Sunday, June 22, 2008

Mapreduce for species in a Protected Area

The World Commission on Protected Areas (WCPA) publish shapefiles for protected areas, so I thought I'd run these against the GBIF index and get some species lists.
Since I was running on the full 135 million record GBIF index, and the IUCN Categories I-VI National shapefiles containing 60,753 polygons, I went back to Hadoop running in single node mode (i.e. the simplest of simple) as I am not sure the Mapreduce 'Lite' I wrote would cut it.

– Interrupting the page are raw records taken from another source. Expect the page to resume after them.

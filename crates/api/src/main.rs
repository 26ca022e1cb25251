use std::env;

use anyhow::{Context, Result};
use campus_api::build_app;
use campus_core::AssistantConfig;
use campus_observability::init_tracing;

#[tokio::main]
async fn main() -> Result<()> {
    init_tracing("campus_api");

    let config = match env::var("CAMPUS_ASSISTANT_CONFIG") {
        Ok(path) => AssistantConfig::from_path(&path)
            .with_context(|| format!("failed loading assistant config from {path}"))?,
        Err(_) => AssistantConfig::campus_default(),
    };
    let bind = env::var("CAMPUS_BIND").unwrap_or_else(|_| "0.0.0.0:8080".to_string());

    let app = build_app(config)?;

    let listener = tokio::net::TcpListener::bind(&bind).await?;
    tracing::info!(bind = %bind, "campus assistant api started");

    axum::serve(listener, app).await?;
    Ok(())
}
use std::fs;
use std::path::Path;

use serde::{Deserialize, Serialize};
use thiserror::Error;

use crate::dataset;
use crate::directory::DirectoryConfig;
use crate::models::{Category, IntentRule};

#[derive(Debug, Error)]
pub enum ConfigError {
    #[error("failed reading assistant config {path}: {source}")]
    Io {
        path: String,
        #[source]
        source: std::io::Error,
    },
    #[error("invalid assistant config json: {0}")]
    Parse(#[from] serde_json::Error),
    #[error("invalid assistant config: {0}")]
    Invalid(String),
}

/// Rule and directory tables handed to the resolver at start-up.
#[derive(Debug, Clone, PartialEq, Eq, Serialize, Deserialize)]
pub struct AssistantConfig {
    pub rules: Vec<IntentRule>,
    pub directory: DirectoryConfig,
    #[serde(default = "dataset::default_greetings")]
    pub greetings: Vec<String>,
    #[serde(default = "dataset::default_greeting_response")]
    pub greeting_response: String,
    #[serde(default = "dataset::default_fallback_response")]
    pub fallback_response: String,
}

impl AssistantConfig {
    pub fn campus_default() -> Self {
        Self {
            rules: dataset::campus_rules(),
            directory: dataset::campus_directory(),
            greetings: dataset::default_greetings(),
            greeting_response: dataset::default_greeting_response(),
            fallback_response: dataset::default_fallback_response(),
        }
    }

    pub fn from_json_str(raw: &str) -> Result<Self, ConfigError> {
        let config: Self = serde_json::from_str(raw)?;
        config.validate()?;
        Ok(config)
    }

    pub fn from_path(path: impl AsRef<Path>) -> Result<Self, ConfigError> {
        let path = path.as_ref();
        let raw = fs::read_to_string(path).map_err(|source| ConfigError::Io {
            path: path.display().to_string(),
            source,
        })?;
        Self::from_json_str(&raw)
    }

    pub fn validate(&self) -> Result<(), ConfigError> {
        if self.greeting_response.trim().is_empty() {
            return Err(ConfigError::Invalid("greeting_response is empty".to_string()));
        }
        if self.fallback_response.trim().is_empty() {
            return Err(ConfigError::Invalid("fallback_response is empty".to_string()));
        }

        for rule in &self.rules {
            if rule.response.trim().is_empty() {
                return Err(ConfigError::Invalid(format!(
                    "rule `{}` has an empty response",
                    rule.id
                )));
            }
            if rule.triggers.iter().all(|trigger| trigger.trim().is_empty()) {
                return Err(ConfigError::Invalid(format!(
                    "rule `{}` has no trigger keywords",
                    rule.id
                )));
            }
        }

        for category in Category::ALL {
            if let Some(entry) = self
                .directory
                .entries(category)
                .iter()
                .find(|entry| entry.name.trim().is_empty())
            {
                return Err(ConfigError::Invalid(format!(
                    "{} record with role `{}` has no name",
                    category.as_code(),
                    entry.role
                )));
            }
        }

        Ok(())
    }
}

impl Default for AssistantConfig {
    fn default() -> Self {
        Self::campus_default()
    }
}
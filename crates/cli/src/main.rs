use std::io::{self, BufRead, Write};
use std::path::PathBuf;
use std::sync::Arc;

use anyhow::{Context, Result};
use campus_agents::{CampusAssistant, ChatInput};
use campus_core::{AssistantConfig, Category, IntentResolver};
use campus_observability::{init_tracing, AppMetrics};
use clap::{Parser, Subcommand};

#[derive(Debug, Parser)]
#[command(name = "campus-bot")]
#[command(about = "Campus assistant CLI")]
struct Cli {
    /// JSON file with rule and directory tables; the bundled campus data is used otherwise.
    #[arg(long, env = "CAMPUS_ASSISTANT_CONFIG")]
    config: Option<PathBuf>,

    #[command(subcommand)]
    command: Command,
}

#[derive(Debug, Subcommand)]
enum Command {
    Chat,
    Ask {
        #[arg(required = true, num_args = 1..)]
        utterance: Vec<String>,
        #[arg(long)]
        json: bool,
    },
    Contacts {
        #[arg(long)]
        category: Option<String>,
        #[arg(long, default_value = "")]
        query: String,
    },
}

fn main() -> Result<()> {
    init_tracing("campus_cli");
    let cli = Cli::parse();

    let assistant = build_assistant(cli.config.as_ref())?;

    match cli.command {
        Command::Chat => run_chat(&assistant)?,
        Command::Ask { utterance, json } => {
            let reply = assistant.reply(ChatInput {
                text: utterance.join(" "),
            });
            if json {
                println!("{}", serde_json::to_string_pretty(&reply)?);
            } else {
                println!("{}", reply.reply_text);
            }
        }
        Command::Contacts { category, query } => {
            let categories = match category {
                Some(raw) => vec![Category::parse(&raw)
                    .with_context(|| format!("invalid --category value: {raw}"))?],
                None => Category::ALL.to_vec(),
            };

            let records = categories
                .into_iter()
                .flat_map(|category| assistant.contacts(category, &query))
                .collect::<Vec<_>>();
            println!("{}", serde_json::to_string_pretty(&records)?);
        }
    }

    Ok(())
}

fn run_chat(assistant: &CampusAssistant) -> Result<()> {
    println!("{}", assistant.welcome_message());
    println!("type 'exit' to quit.");

    let stdin = io::stdin();
    let mut lines = stdin.lock().lines();

    loop {
        print!("> ");
        io::stdout().flush()?;

        let Some(line) = lines.next() else {
            break;
        };
        let line = line?;

        let message = line.trim();
        if message.eq_ignore_ascii_case("exit") || message.eq_ignore_ascii_case("quit") {
            break;
        }

        if message.is_empty() {
            continue;
        }

        let reply = assistant.reply(ChatInput {
            text: message.to_string(),
        });
        println!("\n{}\n", reply.reply_text);
    }

    Ok(())
}

fn build_assistant(config_path: Option<&PathBuf>) -> Result<CampusAssistant> {
    let config = match config_path {
        Some(path) => AssistantConfig::from_path(path)
            .with_context(|| format!("failed loading assistant config from {}", path.display()))?,
        None => AssistantConfig::campus_default(),
    };

    let resolver = IntentResolver::new(config).context("assistant config rejected")?;

    Ok(CampusAssistant::new(Arc::new(resolver), AppMetrics::shared()))
}
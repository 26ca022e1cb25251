use std::sync::Arc;
use std::time::Instant;

use campus_core::{Category, DirectoryRecord, IntentResolver, MatchOutcome, Tier};
use campus_observability::AppMetrics;
use serde::{Deserialize, Serialize};
use tracing::{info, instrument};

pub const WELCOME_MESSAGE: &str =
    "Hi! I am your Campus Assistant. Ask me about mess, faculty, or clubs!";

#[derive(Debug, Clone, Serialize, Deserialize)]
pub struct ChatInput {
    pub text: String,
}

#[derive(Debug, Clone, PartialEq, Serialize, Deserialize)]
pub struct AssistantReply {
    pub reply_text: String,
    pub tier: Tier,
    pub outcome_kind: String,
    pub rule_id: Option<String>,
    pub matched_token: Option<String>,
    pub record: Option<DirectoryRecord>,
}

/// Host-facing wrapper around a shared resolver. Holds no per-conversation
/// state; every call is answered independently.
#[derive(Clone)]
pub struct CampusAssistant {
    resolver: Arc<IntentResolver>,
    metrics: Arc<AppMetrics>,
}

impl CampusAssistant {
    pub fn new(resolver: Arc<IntentResolver>, metrics: Arc<AppMetrics>) -> Self {
        Self { resolver, metrics }
    }

    pub fn resolver(&self) -> &IntentResolver {
        &self.resolver
    }

    pub fn metrics(&self) -> &AppMetrics {
        &self.metrics
    }

    pub fn welcome_message(&self) -> &'static str {
        WELCOME_MESSAGE
    }

    #[instrument(skip(self, input), fields(chars = input.text.chars().count()))]
    pub fn reply(&self, input: ChatInput) -> AssistantReply {
        let started = Instant::now();
        self.metrics.inc_request();

        let outcome = self.resolver.classify(&input.text);
        let reply_text = self.resolver.render(&outcome);
        let tier = outcome.tier();

        let (rule_id, record) = match &outcome {
            MatchOutcome::KeywordMatch { rule, .. } => (Some(rule.id.clone()), None),
            MatchOutcome::DirectoryMatch { record, .. } => (None, Some((*record).clone())),
            MatchOutcome::Greeting | MatchOutcome::Fallback => (None, None),
        };

        self.metrics.record_tier(tier);
        self.metrics.observe_latency(started.elapsed());
        info!(
            tier = tier.number(),
            outcome = outcome.kind(),
            rule = rule_id.as_deref().unwrap_or("-"),
            "utterance resolved"
        );

        AssistantReply {
            reply_text,
            tier,
            outcome_kind: outcome.kind().to_string(),
            rule_id,
            matched_token: outcome.matched_token().map(ToString::to_string),
            record,
        }
    }

    pub fn contacts(&self, category: Category, query: &str) -> Vec<DirectoryRecord> {
        self.resolver
            .directory()
            .filter(category, query)
            .into_iter()
            .cloned()
            .collect()
    }
}
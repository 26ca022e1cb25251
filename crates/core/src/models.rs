use serde::{Deserialize, Serialize};

#[derive(Debug, Clone, Copy, PartialEq, Eq, Hash, Serialize, Deserialize)]
#[serde(rename_all = "snake_case")]
pub enum Category {
    Office,
    Faculty,
    StudentBody,
}

impl Category {
    /// Concatenation order of the directory scan.
    pub const ALL: [Category; 3] = [Self::Office, Self::Faculty, Self::StudentBody];

    pub fn parse(value: &str) -> Option<Self> {
        match value.trim().to_lowercase().as_str() {
            "office" | "administration" | "admin" => Some(Self::Office),
            "faculty" | "teachers" => Some(Self::Faculty),
            "student_body" | "studentbody" | "student-body" | "gymkhana" => {
                Some(Self::StudentBody)
            }
            _ => None,
        }
    }

    pub fn as_code(self) -> &'static str {
        match self {
            Self::Office => "office",
            Self::Faculty => "faculty",
            Self::StudentBody => "student_body",
        }
    }

    pub fn label(self) -> &'static str {
        match self {
            Self::Office => "Office",
            Self::Faculty => "Faculty",
            Self::StudentBody => "Gymkhana",
        }
    }
}

/// One row of a directory category table as it appears in configuration.
#[derive(Debug, Clone, PartialEq, Eq, Serialize, Deserialize)]
pub struct ContactEntry {
    pub name: String,
    pub role: String,
    #[serde(alias = "email")]
    pub contact: String,
}

impl ContactEntry {
    pub fn new(name: &str, role: &str, contact: &str) -> Self {
        Self {
            name: name.to_string(),
            role: role.to_string(),
            contact: contact.to_string(),
        }
    }
}

#[derive(Debug, Clone, PartialEq, Eq, Serialize, Deserialize)]
pub struct DirectoryRecord {
    pub name: String,
    pub role: String,
    pub contact: String,
    pub category: Category,
}

/// Keyword rule for the first tier. There is no per-rule tier number: every
/// rule belongs to tier 1, and the rule's position in the table alone
/// decides precedence when several rules match.
#[derive(Debug, Clone, PartialEq, Eq, Serialize, Deserialize)]
pub struct IntentRule {
    pub id: String,
    pub triggers: Vec<String>,
    pub response: String,
}

impl IntentRule {
    pub fn new(id: &str, triggers: &[&str], response: &str) -> Self {
        Self {
            id: id.to_string(),
            triggers: triggers.iter().map(|t| t.to_string()).collect(),
            response: response.to_string(),
        }
    }
}

#[derive(Debug, Clone, Copy, PartialEq, Eq, PartialOrd, Ord, Hash, Serialize, Deserialize)]
#[serde(rename_all = "snake_case")]
pub enum Tier {
    Keyword,
    Directory,
    Greeting,
    Fallback,
}

impl Tier {
    pub fn number(self) -> u8 {
        match self {
            Self::Keyword => 1,
            Self::Directory => 2,
            Self::Greeting => 3,
            Self::Fallback => 4,
        }
    }
}

/// Result of running an utterance through the tiers. Borrows the matched
/// rule or record from the resolver's tables.
#[derive(Debug, Clone, PartialEq, Eq, Serialize)]
#[serde(tag = "kind", rename_all = "snake_case")]
pub enum MatchOutcome<'a> {
    KeywordMatch {
        rule: &'a IntentRule,
        token: String,
    },
    DirectoryMatch {
        record: &'a DirectoryRecord,
        token: String,
    },
    Greeting,
    Fallback,
}

impl MatchOutcome<'_> {
    pub fn tier(&self) -> Tier {
        match self {
            Self::KeywordMatch { .. } => Tier::Keyword,
            Self::DirectoryMatch { .. } => Tier::Directory,
            Self::Greeting => Tier::Greeting,
            Self::Fallback => Tier::Fallback,
        }
    }

    pub fn kind(&self) -> &'static str {
        match self {
            Self::KeywordMatch { .. } => "keyword_match",
            Self::DirectoryMatch { .. } => "directory_match",
            Self::Greeting => "greeting",
            Self::Fallback => "fallback",
        }
    }

    /// The utterance token that triggered a tier 1 or tier 2 match.
    pub fn matched_token(&self) -> Option<&str> {
        match self {
            Self::KeywordMatch { token, .. } | Self::DirectoryMatch { token, .. } => {
                Some(token.as_str())
            }
            Self::Greeting | Self::Fallback => None,
        }
    }
}
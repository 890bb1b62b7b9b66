//! Default values for the gosrcdir workspace root.
//!
//! The workspace root follows the Go toolchain: the `GOPATH` environment
//! variable wins when it is set to a non-empty value, otherwise `$HOME/go`.

use std::env;
use std::ffi::OsString;
use std::path::PathBuf;

/// Environment variable naming the workspace root.
pub const GOPATH_ENV: &str = "GOPATH";

/// Returns the toolchain default workspace root.
///
/// Uses `go` under the user's home directory. Falls back to `go` relative to
/// the current directory if the home directory cannot be determined.
pub fn default_workspace_root() -> PathBuf {
    dirs::home_dir()
        .map(|home| home.join("go"))
        .unwrap_or_else(|| PathBuf::from("go"))
}

/// Pick the workspace root given the value of `GOPATH`, if any.
pub fn workspace_root_from(gopath: Option<OsString>) -> PathBuf {
    match gopath {
        Some(gopath) if !gopath.is_empty() => PathBuf::from(gopath),
        _ => default_workspace_root(),
    }
}

/// Resolve the workspace root from the process environment.
pub fn workspace_root() -> PathBuf {
    workspace_root_from(env::var_os(GOPATH_ENV))
}
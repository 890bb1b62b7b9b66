//! # gosrcdir Library
//!
//! This library maps a repository URL onto the directory where its source
//! belongs in a Go-style workspace, `<GOPATH>/src/<host>/<path>`. It powers
//! the `gosrcdir` command-line tool, which prints that directory so shell
//! scripts can `mkdir -p` and `git clone` into it.
//!
//! ## Quick Example
//!
//! ```
//! use std::path::{Path, PathBuf};
//! use gosrcdir::path::calculate_source_path;
//!
//! let dir = calculate_source_path(
//!     Path::new("/home/user/go"),
//!     "git@github.com:rust-lang/cargo.git",
//! )
//! .unwrap();
//! assert_eq!(dir, PathBuf::from("/home/user/go/src/github.com/rust-lang"));
//! ```
//!
//! ## Core Concepts
//!
//! - **Repository URLs (`repo_url`)**: two parsers, one for URIs with a scheme
//!   (`https://`, `ssh://`) and one for SCP-like `[user@]host:path` strings.
//!   Both yield a segment sequence: the host followed by path components.
//! - **Source paths (`path`)**: joins the workspace root, `src`, and every
//!   segment except the repository name, then cleans the result lexically.
//! - **Workspace root (`defaults`)**: `GOPATH`, or `$HOME/go` when unset.
//! - **Errors (`error`)**: one enum covering every way resolution can fail.
//!
//! Everything is a pure function of its inputs; nothing touches the
//! filesystem or the network.

pub mod defaults;
pub mod error;
pub mod logging;
pub mod path;
pub mod repo_url;

#[cfg(test)]
mod repo_url_proptest;
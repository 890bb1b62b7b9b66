//! # Error Handling
//!
//! This module defines the error type shared by the URL parsers and the
//! source path resolver. It uses the `thiserror` library so that each failure
//! mode carries a short, user-facing message.
//!
//! ## Key Components
//!
//! - **`Error`**: every way a repository URL can fail to map onto a source
//!   directory.
//! - **`Result<T>`**: a type alias for `std::result::Result<T, Error>`.
//!
//! Errors raised by the standard URL parser are only used to decide whether
//! to fall back to the loose `[user@]host:path` parser. Errors from the loose
//! parser and the resolver reach the caller unchanged.

use thiserror::Error;

/// Main error type for repository URL resolution
#[derive(Error, Debug, Clone, PartialEq, Eq)]
pub enum Error {
    /// The input could not be parsed as a URI at all.
    #[error("Invalid URL: {0}")]
    InvalidUrl(#[from] url::ParseError),

    /// The input parsed as a URI (or loose URL) but its host is empty.
    #[error("Missing host part")]
    MissingHost,

    /// A loose URL has no `:` separator, or nothing after it.
    #[error("Missing path part")]
    MissingColon,

    /// A loose URL contains an empty path component (`a//b`, leading or
    /// trailing `/`).
    #[error("Blank path segment")]
    EmptyPathSegment,

    /// The URL names a host but no path below it.
    #[error("Host and path required")]
    InsufficientPathParts,
}

/// A convenient type alias for `Result<T, Error>`.
pub type Result<T> = std::result::Result<T, Error>;
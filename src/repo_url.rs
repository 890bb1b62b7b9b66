//! # Repository URL Parsing
//!
//! Repository references come in two syntaxes:
//!
//! - **Standard URLs** with an explicit scheme, such as
//!   `https://user@host.com/path/to/repo` or `ssh://host.com/path/to/repo`.
//! - **Loose URLs** in the SCP-like form git accepts for SSH remotes, such as
//!   `user@host.com:path/to/repo` or `host.com:path/to/repo`.
//!
//! Both parsers produce the same shape: a segment sequence whose first element
//! is the host, followed by the path components in order.
//!
//! The two parsers treat empty path components differently. Standard URLs
//! have well-defined empty-segment semantics, so `//` is collapsed. The loose
//! form has no scheme to anchor it, so an empty component is rejected rather
//! than silently dropped.

use log::{debug, trace};
use percent_encoding::percent_decode_str;
use url::Url;

use crate::error::{Error, Result};

/// Parse a URI with an explicit scheme into `[host, path...]`.
///
/// The host is taken verbatim from the input, port included, so it matches
/// what the loose form of the same URL yields. The path is percent-decoded as
/// a whole before it is split, and empty segments (leading slash, doubled
/// slashes, trailing slash) are dropped.
pub fn parse_standard_url(repo: &str) -> Result<Vec<String>> {
    let parsed = Url::parse(repo)?;

    let host = raw_host(repo, parsed.scheme()).ok_or(Error::MissingHost)?;
    if host.is_empty() {
        return Err(Error::MissingHost);
    }

    let path = percent_decode_str(parsed.path()).decode_utf8_lossy();

    let mut parts = vec![host.to_string()];
    parts.extend(
        path.split('/')
            .filter(|segment| !segment.is_empty())
            .map(str::to_string),
    );

    Ok(parts)
}

/// The `host[:port]` text of a `scheme://[userinfo@]host[:port]/...` input.
///
/// `None` when the scheme is not followed by `//`, i.e. there is no authority.
fn raw_host<'a>(repo: &'a str, scheme: &str) -> Option<&'a str> {
    let (written_scheme, rest) = repo.trim_start().split_once("://")?;
    if !written_scheme.eq_ignore_ascii_case(scheme) {
        return None;
    }

    let end = rest
        .find(|c| matches!(c, '/' | '\\' | '?' | '#'))
        .unwrap_or(rest.len());
    let authority = &rest[..end];

    Some(match authority.rfind('@') {
        Some(at) => &authority[at + 1..],
        None => authority,
    })
}

/// Parse an SCP-like `[user@]host:path/to/repo` string into `[host, path...]`.
///
/// The host ends at the first `:`. A `@` before that colon separates a user
/// name, which is discarded; a `@` after it belongs to the path.
pub fn parse_loose_url(repo: &str) -> Result<Vec<String>> {
    let colon = repo.find(':').ok_or(Error::MissingColon)?;
    let (authority, path) = (&repo[..colon], &repo[colon + 1..]);

    let host = match authority.find('@') {
        Some(at) => &authority[at + 1..],
        None => authority,
    };

    if host.is_empty() {
        return Err(Error::MissingHost);
    }
    if path.is_empty() {
        return Err(Error::MissingColon);
    }

    let mut parts = vec![host.to_string()];
    for segment in path.split('/') {
        if segment.is_empty() {
            return Err(Error::EmptyPathSegment);
        }
        parts.push(segment.to_string());
    }

    Ok(parts)
}

/// Parse a repository reference in either syntax.
///
/// The standard parser is tried first. Any failure there, not only a missing
/// host, falls back to the loose parser, whose error is returned as-is.
pub fn parse_repo_url(repo: &str) -> Result<Vec<String>> {
    let parts = match parse_standard_url(repo) {
        Ok(parts) => parts,
        Err(err) => {
            debug!("{} is not a standard URL ({}), trying loose form", repo, err);
            parse_loose_url(repo)?
        }
    };

    trace!("{} -> {:?}", repo, parts);
    Ok(parts)
}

Input file: 135 Million records of 12 DwC fields (13G)
Stack: Hadoop for Mapreduce, Geotools for Polygon

I went for the brut force approach; the Map held a List<Polygon> and I looped each time over the polygons for each GBIF point record (60,000 x 135M = 8,100,000,000,000 comparisons ;o)

Of course this did not perform... but I wanted to post some benchmarks:

Reference: A Map that does nothing, and the GBIF index input: 500secs
Per Polygon: 1500secs to produce the species by polygon
(Note: This is running Mapreduce in a non clustered, single server environment)

I tried this using the polygon bounding boxes only, to remove Geotools from the equation in each Map operation and the results were the same.

It is clear that to do this kind of processing, the data needs to be sliced up to reduce the number of combinations.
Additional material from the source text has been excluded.